EXERCISE INSTRUCTIONS - Please return every line from the entries that has the string "FilePart" in it.

Content starts

use thiserror::Error;

use crate::api::{FilePart, FormData};

/// Field name for repeated project attachments
pub const FILES_FIELD: &str = "files[]";

#[derive(Error, Debug, Clone, PartialEq, Eq)]
pub enum DraftError {
    #[error("{0} is required")]
    MissingField(&'static str),
}

/// Form contents for creating or editing an internship or research project.
#[derive(Debug, Clone, Default)]
pub struct ProjectDraft {
    pub title: String,
    pub description: String,
    pub project_link: Option<String>,
    pub user_manual: Option<String>,
    pub thumbnail: Option<FilePart>,
    pub files: Vec<FilePart>,
}

impl ProjectDraft {
    pub fn new(title: impl Into<String>) -> Self {
        Self {
            title: title.into(),
            ..Default::default()
        }
    }

    pub fn description(mut self, description: impl Into<String>) -> Self {
        self.description = description.into();
        self
    }

    pub fn project_link(mut self, link: impl Into<String>) -> Self {
        self.project_link = Some(link.into());
        self
    }

    pub fn user_manual(mut self, manual: impl Into<String>) -> Self {
        self.user_manual = Some(manual.into());
        self
    }

    pub fn thumbnail(mut self, thumbnail: FilePart) -> Self {
        self.thumbnail = Some(thumbnail);
        self
    }

    pub fn file(mut self, file: FilePart) -> Self {
        self.files.push(file);
        self
    }

    /// Build the multipart form. The two project catalogs name the link
    /// field differently.
    pub(crate) fn to_form(&self, category: &str, link_field: &str) -> Result<FormData, DraftError> {
        let title = self.title.trim();
        if title.is_empty() {
            return Err(DraftError::MissingField("title"));
        }

        let mut form = FormData::new()
            .text("title", title)
            .text("description", self.description.as_str())
            .text("category", category);

        if let Some(link) = self.project_link.as_deref().filter(|l| !l.is_empty()) {
            form = form.text(link_field, link);
        }
        if let Some(manual) = self.user_manual.as_deref().filter(|m| !m.is_empty()) {
            form = form.text("user_manual", manual);
        }
        if let Some(thumbnail) = &self.thumbnail {
            form = form.file("thumbnail", thumbnail.clone());
        }
        for file in &self.files {
            form = form.file(FILES_FIELD, file.clone());
        }
        Ok(form)
    }
}

/// Form contents for creating or editing a partner.
#[derive(Debug, Clone, Default)]
pub struct PartnerDraft {
    pub name: String,
    /// Omitted on edit to keep the current logo
    pub image: Option<FilePart>,
}

impl PartnerDraft {
    pub fn new(name: impl Into<String>) -> Self {
        Self {
            name: name.into(),
            image: None,
        }
    }

    pub fn image(mut self, image: FilePart) -> Self {
        self.image = Some(image);
        self
    }

    pub(crate) fn to_form(&self) -> Result<FormData, DraftError> {
        let name = self.name.trim();
        if name.is_empty() {
            return Err(DraftError::MissingField("name"));
        }

        let mut form = FormData::new().text("name", name);
        if let Some(image) = &self.image {
            form = form.file("image", image.clone());
        }
        Ok(form)
    }
}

Content ends

EXERCISE OUTPUT -
use crate::api::{FilePart, FormData};
    pub thumbnail: Option<FilePart>,
    pub files: Vec<FilePart>,
    pub fn thumbnail(mut self, thumbnail: FilePart) -> Self {
    pub fn file(mut self, file: FilePart) -> Self {
    pub image: Option<FilePart>,
    pub fn image(mut self, image: FilePart) -> Self {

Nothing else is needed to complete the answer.